Mamoudou avait 31 ans. Marié, père d’une petite fille de 2 ans, il a perdu la vie samedi 20 juillet, succombant à ses blessures de la veille au soir. Ses amis et collègues le décrivent unanimement comme un homme brillant. Docteur, chercheur, professeur et "débordant de projets, Mamoudou Barry forçait, par son travail, l’admiration de ses collègues et de ses étudiants", déclare ainsi Joël Alexandre, président de l’Université de Rouen Normandie.

De Mamou à Rouen, un parcours scolaire sans faute

Saidou Diallo le connaissait depuis plus de 15 ans. Contacté par LCI, cet informaticien installé à Lyon avait rencontré Mamoudou Barry au collège de la ville de Mamou en Guinée, leur pays natal. Admiratif de sa réussite, Saidou a retracé le beau parcours de son ami pour LCI. Après avoir obtenu l’équivalent du brevet, Mamoudou a passé avec brio son bac littéraire au lycée Elhadj Aboubacar Doukouré en 2007, toujours à Mamou. Admis à l’université Général Lansana Conté de Conakry - la capitale - il va jusqu’à la maîtrise, puis candidate à Campus France pour continuer ses études dans l'Hexagone. En septembre 2012, il arrive à l’université de Rouen pour un master en droit, qu’il valide en 2014, avant d’entrer à l’école doctorale.

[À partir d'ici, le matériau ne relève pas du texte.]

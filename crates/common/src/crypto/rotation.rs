//! Re-encryption of stored token rows under a new key
//!
//! Rows are processed in batches of [`ROTATION_BATCH_SIZE`]; the rows inside
//! a batch run concurrently. A row that fails to decrypt or write is counted
//! and logged, and the rotation moves on.
//!
//! Rows are written back only if their stored ciphertext is still the one
//! that was read, so a concurrent revoke or refresh is never undone.

use std::sync::Arc;

use chrono::Utc;
use futures::future::join_all;
use serde_json::json;
use tracing::{debug, info, instrument, warn};

use super::encryption::TokenCipher;
use crate::auth::audit::{AuditEventType, AuditTrail};
use crate::auth::error::AuthResult;
use crate::auth::types::EncryptedTokenRow;
use crate::storage::{TokenFilter, TokenRepository};

pub const ROTATION_BATCH_SIZE: usize = 10;

/// Outcome counts of one rotation pass
#[derive(Debug, Clone, Copy, Default, PartialEq, Eq)]
pub struct RotationReport {
    /// Rows re-encrypted under the new key
    pub rotated: usize,
    /// Rows that could not be decrypted with either key, or not written
    pub failed: usize,
    /// Rows already readable with the new key, or revoked or rewritten
    /// while the pass ran
    pub skipped: usize,
}

impl RotationReport {
    #[must_use]
    pub const fn total(&self) -> usize {
        self.rotated + self.failed + self.skipped
    }

    /// Sum two passes
    #[must_use]
    pub const fn merge(self, other: Self) -> Self {
        Self {
            rotated: self.rotated + other.rotated,
            failed: self.failed + other.failed,
            skipped: self.skipped + other.skipped,
        }
    }
}

enum RowOutcome {
    Rotated,
    Failed,
    Skipped,
}

/// Batch re-encryption over a token repository
#[derive(Clone)]
pub struct KeyRotator {
    repository: Arc<dyn TokenRepository>,
    audit: AuditTrail,
}

impl KeyRotator {
    pub fn new(repository: Arc<dyn TokenRepository>, audit: AuditTrail) -> Self {
        Self { repository, audit }
    }

    /// Re-encrypt every row (or one principal's rows) from `old` to `new`
    ///
    /// # Errors
    /// Only the initial listing can fail the call; per-row failures are
    /// reported in [`RotationReport::failed`].
    #[instrument(skip(self, old, new), fields(from = old.key_fingerprint(), to = new.key_fingerprint()))]
    pub async fn rotate(
        &self,
        old: &TokenCipher,
        new: &TokenCipher,
        principal_id: Option<&str>,
    ) -> AuthResult<RotationReport> {
        let filter = principal_id.map_or(TokenFilter::All, |p| TokenFilter::Principal(p.to_string()));
        let rows = self.repository.list(&filter).await?;
        let mut report = RotationReport::default();

        for batch in rows.chunks(ROTATION_BATCH_SIZE) {
            let outcomes = join_all(batch.iter().map(|row| self.rotate_row(row, old, new))).await;
            for outcome in outcomes {
                match outcome {
                    RowOutcome::Rotated => report.rotated += 1,
                    RowOutcome::Failed => report.failed += 1,
                    RowOutcome::Skipped => report.skipped += 1,
                }
            }
        }

        info!(
            rotated = report.rotated,
            failed = report.failed,
            skipped = report.skipped,
            "Key rotation pass finished"
        );
        self.audit
            .record(
                principal_id,
                AuditEventType::KeyRotated,
                json!({
                    "from": old.key_fingerprint(),
                    "to": new.key_fingerprint(),
                    "rotated": report.rotated,
                    "failed": report.failed,
                    "skipped": report.skipped,
                }),
            )
            .await;
        Ok(report)
    }

    async fn rotate_row(
        &self,
        row: &EncryptedTokenRow,
        old: &TokenCipher,
        new: &TokenCipher,
    ) -> RowOutcome {
        let ciphertext = match old.reencrypt(&row.ciphertext, new) {
            Ok(ciphertext) => ciphertext,
            Err(_) if new.decrypt(&row.ciphertext).is_ok() => return RowOutcome::Skipped,
            Err(e) => {
                warn!(principal_id = %row.principal_id, error = %e, "Row unreadable during key rotation");
                return RowOutcome::Failed;
            }
        };

        let updated = EncryptedTokenRow { ciphertext, updated_at: Utc::now(), ..row.clone() };
        match self.repository.replace_if_unchanged(updated, &row.ciphertext).await {
            Ok(true) => RowOutcome::Rotated,
            Ok(false) => {
                debug!(principal_id = %row.principal_id, "Row changed during key rotation, left as written");
                RowOutcome::Skipped
            }
            Err(e) => {
                warn!(principal_id = %row.principal_id, error = %e, "Failed to write rotated row");
                RowOutcome::Failed
            }
        }
    }
}

impl std::fmt::Debug for KeyRotator {
    fn fmt(&self, f: &mut std::fmt::Formatter<'_>) -> std::fmt::Result {
        f.debug_struct("KeyRotator").finish_non_exhaustive()
    }
}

Le 27 juin dernier, Mamoudou Barry avait brillamment soutenu sa thèse sur les politiques fiscales et douanières en matière d'investissements étrangers en Afrique francophone.

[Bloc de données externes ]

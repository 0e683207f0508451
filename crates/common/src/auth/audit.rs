// Audit trail for token lifecycle events

use std::sync::Arc;

use chrono::{DateTime, Utc};
use serde::{Deserialize, Serialize};
use serde_json::Value;
use tracing::warn;
use uuid::Uuid;

use crate::error::CommonResult;
use crate::storage::AuditRepository;

/// Types of lifecycle events written to the audit log
#[derive(Debug, Clone, Copy, Serialize, Deserialize, PartialEq, Eq, Hash)]
#[serde(rename_all = "snake_case")]
pub enum AuditEventType {
    AuthorizationStarted,
    AuthorizationCompleted,
    AuthorizationFailed,
    TokenStored,
    TokenRefreshed,
    TokenRefreshFailed,
    TokenRevoked,
    TokensRevokedAll,
    KeyRotated,
}

impl AuditEventType {
    /// Get the event type as a string
    #[must_use]
    pub const fn as_str(self) -> &'static str {
        match self {
            Self::AuthorizationStarted => "authorization_started",
            Self::AuthorizationCompleted => "authorization_completed",
            Self::AuthorizationFailed => "authorization_failed",
            Self::TokenStored => "token_stored",
            Self::TokenRefreshed => "token_refreshed",
            Self::TokenRefreshFailed => "token_refresh_failed",
            Self::TokenRevoked => "token_revoked",
            Self::TokensRevokedAll => "tokens_revoked_all",
            Self::KeyRotated => "key_rotated",
        }
    }

    /// Parse the string form produced by [`AuditEventType::as_str`]
    #[must_use]
    pub fn parse(raw: &str) -> Option<Self> {
        [
            Self::AuthorizationStarted,
            Self::AuthorizationCompleted,
            Self::AuthorizationFailed,
            Self::TokenStored,
            Self::TokenRefreshed,
            Self::TokenRefreshFailed,
            Self::TokenRevoked,
            Self::TokensRevokedAll,
            Self::KeyRotated,
        ]
        .into_iter()
        .find(|kind| kind.as_str() == raw)
    }
}

/// One append-only audit record
///
/// `principal_id` is `None` for events that span every principal
/// (bulk revocation, key rotation).
#[derive(Debug, Clone, PartialEq, Serialize, Deserialize)]
pub struct AuditEvent {
    pub id: Uuid,
    pub principal_id: Option<String>,
    pub event_type: AuditEventType,
    pub provider: String,
    pub metadata: Value,
    pub timestamp: DateTime<Utc>,
}

impl AuditEvent {
    /// Create an event stamped with a fresh v7 id and the current time
    #[must_use]
    pub fn new(
        principal_id: Option<&str>,
        event_type: AuditEventType,
        provider: &str,
        metadata: Value,
    ) -> Self {
        Self {
            id: Uuid::now_v7(),
            principal_id: principal_id.map(str::to_owned),
            event_type,
            provider: provider.to_string(),
            metadata,
            timestamp: Utc::now(),
        }
    }
}

/// Best-effort writer in front of an [`AuditRepository`]
///
/// Sink failures are logged and swallowed so that auditing never blocks a
/// token operation.
#[derive(Clone)]
pub struct AuditTrail {
    repository: Arc<dyn AuditRepository>,
    provider: String,
}

impl AuditTrail {
    /// Create a trail that stamps every event with `provider`
    pub fn new(repository: Arc<dyn AuditRepository>, provider: impl Into<String>) -> Self {
        Self { repository, provider: provider.into() }
    }

    /// Append an event, logging instead of failing when the sink errors
    pub async fn record(
        &self,
        principal_id: Option<&str>,
        event_type: AuditEventType,
        metadata: Value,
    ) {
        let event = AuditEvent::new(principal_id, event_type, &self.provider, metadata);
        if let Err(e) = self.repository.append(event).await {
            warn!(
                event_type = event_type.as_str(),
                principal_id = principal_id.unwrap_or("-"),
                error = %e,
                "Failed to write audit event"
            );
        }
    }

    /// Recent events for one principal, newest first
    ///
    /// # Errors
    /// Propagates the repository error; unlike `record`, reads are not
    /// best-effort.
    pub async fn history(&self, principal_id: &str, limit: usize) -> CommonResult<Vec<AuditEvent>> {
        self.repository.list_for_principal(principal_id, limit).await
    }

    /// Delete events older than `cutoff`
    ///
    /// # Errors
    /// Propagates the repository error.
    pub async fn purge_before(&self, cutoff: DateTime<Utc>) -> CommonResult<usize> {
        self.repository.delete_older_than(cutoff).await
    }
}

impl std::fmt::Debug for AuditTrail {
    fn fmt(&self, f: &mut std::fmt::Formatter<'_>) -> std::fmt::Result {
        f.debug_struct("AuditTrail").field("provider", &self.provider).finish_non_exhaustive()
    }
}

Sa directrice de thèse, trop émue par la disparition de son élève pour s’entretenir au téléphone, nous a confié par écrit que "la communauté universitaire perd une personne remarquable, tant sur le plan humain qu'intellectuel". Carine Brière précise que le jury avait félicité Mamoudou Barry à l'unanimité "en raison de l'originalité de sa recherche et des qualités dont il a fait preuve lors de la soutenance". Mais il n'était pas seulement étudiant : depuis 2014, parallèlement à la préparation de sa thèse, il enseignait à la faculté de droit de l'université de Rouen. Il intervenait notamment en droit de l'assurance et en droit bancaire. "Il était apprécié des étudiants", assure Carine. Il était aussi membre du centre universitaire de recherche juridique à Rouen et membre de l'équipe de recherche Thinking Africa. Il avait été sollicité pour réaliser des conférences en lien avec les matières premières extractives, dans divers colloques en Chine et en Afrique, ou dans les médias. Un parcours sans faute qui le menait à une belle carrière.

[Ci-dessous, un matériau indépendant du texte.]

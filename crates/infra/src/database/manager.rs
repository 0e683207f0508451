//! Database connection manager backed by an r2d2 SQLite pool.

use std::path::{Path, PathBuf};
use std::time::Duration;

use r2d2::{Pool, PooledConnection};
use r2d2_sqlite::SqliteConnectionManager;
use rusqlite::params;
use tokenward_common::error::{CommonError, CommonResult};
use tracing::{info, warn};

pub const SCHEMA_VERSION: i32 = 1;

const SCHEMA_SQL: &str = r"
CREATE TABLE IF NOT EXISTS schema_version (
    version     INTEGER PRIMARY KEY,
    applied_at  INTEGER NOT NULL
);

CREATE TABLE IF NOT EXISTS token_records (
    principal_id  TEXT    NOT NULL,
    provider      TEXT    NOT NULL,
    ciphertext    TEXT    NOT NULL,
    expires_at    INTEGER NOT NULL,
    updated_at    INTEGER NOT NULL,
    PRIMARY KEY (principal_id, provider)
);
CREATE INDEX IF NOT EXISTS idx_token_records_expires_at ON token_records (expires_at);

CREATE TABLE IF NOT EXISTS auth_states (
    state          TEXT    PRIMARY KEY,
    code_verifier  TEXT    NOT NULL,
    redirect_uri   TEXT    NOT NULL,
    created_at     INTEGER NOT NULL,
    expires_at     INTEGER NOT NULL
);
CREATE INDEX IF NOT EXISTS idx_auth_states_expires_at ON auth_states (expires_at);

CREATE TABLE IF NOT EXISTS audit_events (
    seq           INTEGER PRIMARY KEY AUTOINCREMENT,
    id            TEXT    NOT NULL UNIQUE,
    principal_id  TEXT,
    event_type    TEXT    NOT NULL,
    provider      TEXT    NOT NULL,
    metadata      TEXT    NOT NULL,
    timestamp     INTEGER NOT NULL
);
CREATE INDEX IF NOT EXISTS idx_audit_events_principal ON audit_events (principal_id, seq);
CREATE INDEX IF NOT EXISTS idx_audit_events_timestamp ON audit_events (timestamp);
";

const CONNECTION_PRAGMAS: &str =
    "PRAGMA journal_mode = WAL; PRAGMA busy_timeout = 5000; PRAGMA synchronous = NORMAL;";

const CONNECTION_TIMEOUT: Duration = Duration::from_secs(5);

pub type SqlitePool = Pool<SqliteConnectionManager>;
pub type SqliteConnection = PooledConnection<SqliteConnectionManager>;

/// Owns the connection pool for one database file.
pub struct DbManager {
    pool: SqlitePool,
    path: Option<PathBuf>,
}

impl DbManager {
    /// Open (or create) a database file with the given pool size.
    pub fn new<P: AsRef<Path>>(db_path: P, pool_size: u32) -> CommonResult<Self> {
        let path = db_path.as_ref().to_path_buf();
        let manager = SqliteConnectionManager::file(&path)
            .with_init(|conn| conn.execute_batch(CONNECTION_PRAGMAS));
        let pool = Pool::builder()
            .max_size(pool_size.max(1))
            .connection_timeout(CONNECTION_TIMEOUT)
            .build(manager)
            .map_err(|e| CommonError::persistence_op("open_pool", e.to_string()))?;

        info!(db_path = %path.display(), max_connections = pool.max_size(), "sqlite pool initialised");
        Ok(Self { pool, path: Some(path) })
    }

    /// Private in-memory database. Limited to one connection, since every
    /// new SQLite memory connection is a separate database.
    pub fn in_memory() -> CommonResult<Self> {
        let pool = Pool::builder()
            .max_size(1)
            .connection_timeout(CONNECTION_TIMEOUT)
            .build(SqliteConnectionManager::memory())
            .map_err(|e| CommonError::persistence_op("open_pool", e.to_string()))?;
        Ok(Self { pool, path: None })
    }

    /// Acquire a pooled connection.
    ///
    /// r2d2 only fails a checkout once its connection timeout elapses.
    pub fn get_connection(&self) -> CommonResult<SqliteConnection> {
        self.pool.get().map_err(|e| {
            warn!(error = %e, "sqlite pool exhausted");
            CommonError::timeout("acquire_connection", self.pool.connection_timeout())
        })
    }

    /// Ensure the full schema exists on the current database.
    pub fn run_migrations(&self) -> CommonResult<()> {
        let conn = self.get_connection()?;
        conn.execute_batch(SCHEMA_SQL).map_err(|e| map_sql_error("migrate", &e))?;
        conn.execute(
            "INSERT OR IGNORE INTO schema_version (version, applied_at) VALUES (?1, CAST(strftime('%s','now') AS INTEGER))",
            params![SCHEMA_VERSION],
        )
        .map_err(|e| map_sql_error("migrate", &e))?;
        Ok(())
    }

    /// Database file path, `None` for in-memory databases.
    pub fn path(&self) -> Option<&Path> {
        self.path.as_deref()
    }

    /// Verify the database answers a trivial query.
    pub fn health_check(&self) -> CommonResult<()> {
        let conn = self.get_connection()?;
        conn.query_row("SELECT 1", params![], |row| row.get::<_, i32>(0))
            .map_err(|e| map_sql_error("health_check", &e))?;
        Ok(())
    }
}

impl std::fmt::Debug for DbManager {
    fn fmt(&self, f: &mut std::fmt::Formatter<'_>) -> std::fmt::Result {
        f.debug_struct("DbManager").field("path", &self.path).finish_non_exhaustive()
    }
}

pub(crate) fn map_sql_error(operation: &str, err: &rusqlite::Error) -> CommonError {
    CommonError::persistence_op(operation, err.to_string())
}

#[cfg(test)]
mod tests {
    use tempfile::TempDir;

    use tokenward_common::error::ErrorClassification;

    use super::*;

    #[test]
    fn migrations_create_schema_version() {
        let temp_dir = TempDir::new().expect("temp dir created");
        let db_path = temp_dir.path().join("tokens.db");

        let manager = DbManager::new(&db_path, 4).expect("manager created");
        manager.run_migrations().expect("migrations run");
        manager.run_migrations().expect("migrations are idempotent");

        let conn = manager.get_connection().expect("connection acquired");
        let version: i32 =
            conn.query_row("SELECT version FROM schema_version", [], |row| row.get(0)).unwrap();
        assert_eq!(version, SCHEMA_VERSION);
        assert_eq!(manager.path(), Some(db_path.as_path()));
    }

    #[test]
    fn exhausted_pool_reports_timeout() {
        let manager = DbManager::in_memory().expect("manager created");
        let _held = manager.get_connection().expect("connection acquired");

        let err = manager.get_connection().expect_err("pool has a single connection");
        assert_eq!(
            err,
            CommonError::Timeout {
                operation: "acquire_connection".to_string(),
                duration: CONNECTION_TIMEOUT,
            }
        );
        assert!(err.is_retryable());
    }

    #[test]
    fn health_check_succeeds_in_memory() {
        let manager = DbManager::in_memory().expect("manager created");
        manager.run_migrations().expect("migrations run");
        manager.health_check().expect("health check passed");
        assert!(manager.path().is_none());
    }
}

Un homme pacifique et conciliateur

Doctorant en droit fiscal depuis quelques semaines, Mamoudou s'apprêtait à rentrer en Guinée pour prêter serment et devenir avocat. "Il me l'a annoncé lors de notre dernier appel, jeudi. Il avait aussi pour projet de candidater au Barreau de Paris d'ici la fin de l'année", regrette Saidou. Une carrière avortée et une vie volée, dans un accident "d'une extrême violence", comme l'explique le communiqué de ses amis.

"Mamoudou Barry, était un frère, un ami, un époux, un collègue et un citoyen exemplaire. (...) Il participait ainsi, à son échelle, au rayonnement de ces pays", résume le texte accompagnant la cagnotte créée pour aider sa famille à gérer ce décès soudain. Mise en ligne par trois de ses amis, elle représente "un appel à chacun (personne physique, morale, ONG , ...) pour mobiliser les fonds nécessaires au rapatriement de son corps en Guinée", est-il écrit. "Ces fonds pourront également aider sa famille dans les obsèques mais aussi et surtout pourront accompagner sa femme et sa fille". Son épouse, à ses côtés lors du drame, est dévastée. Elle avait rencontré Mamoudou en Guinée, étant originaire du même village que lui. "On fait tout pour les protéger, elle et leur fille", assure Saidou, "notamment en gardant leurs identités confidentielles." 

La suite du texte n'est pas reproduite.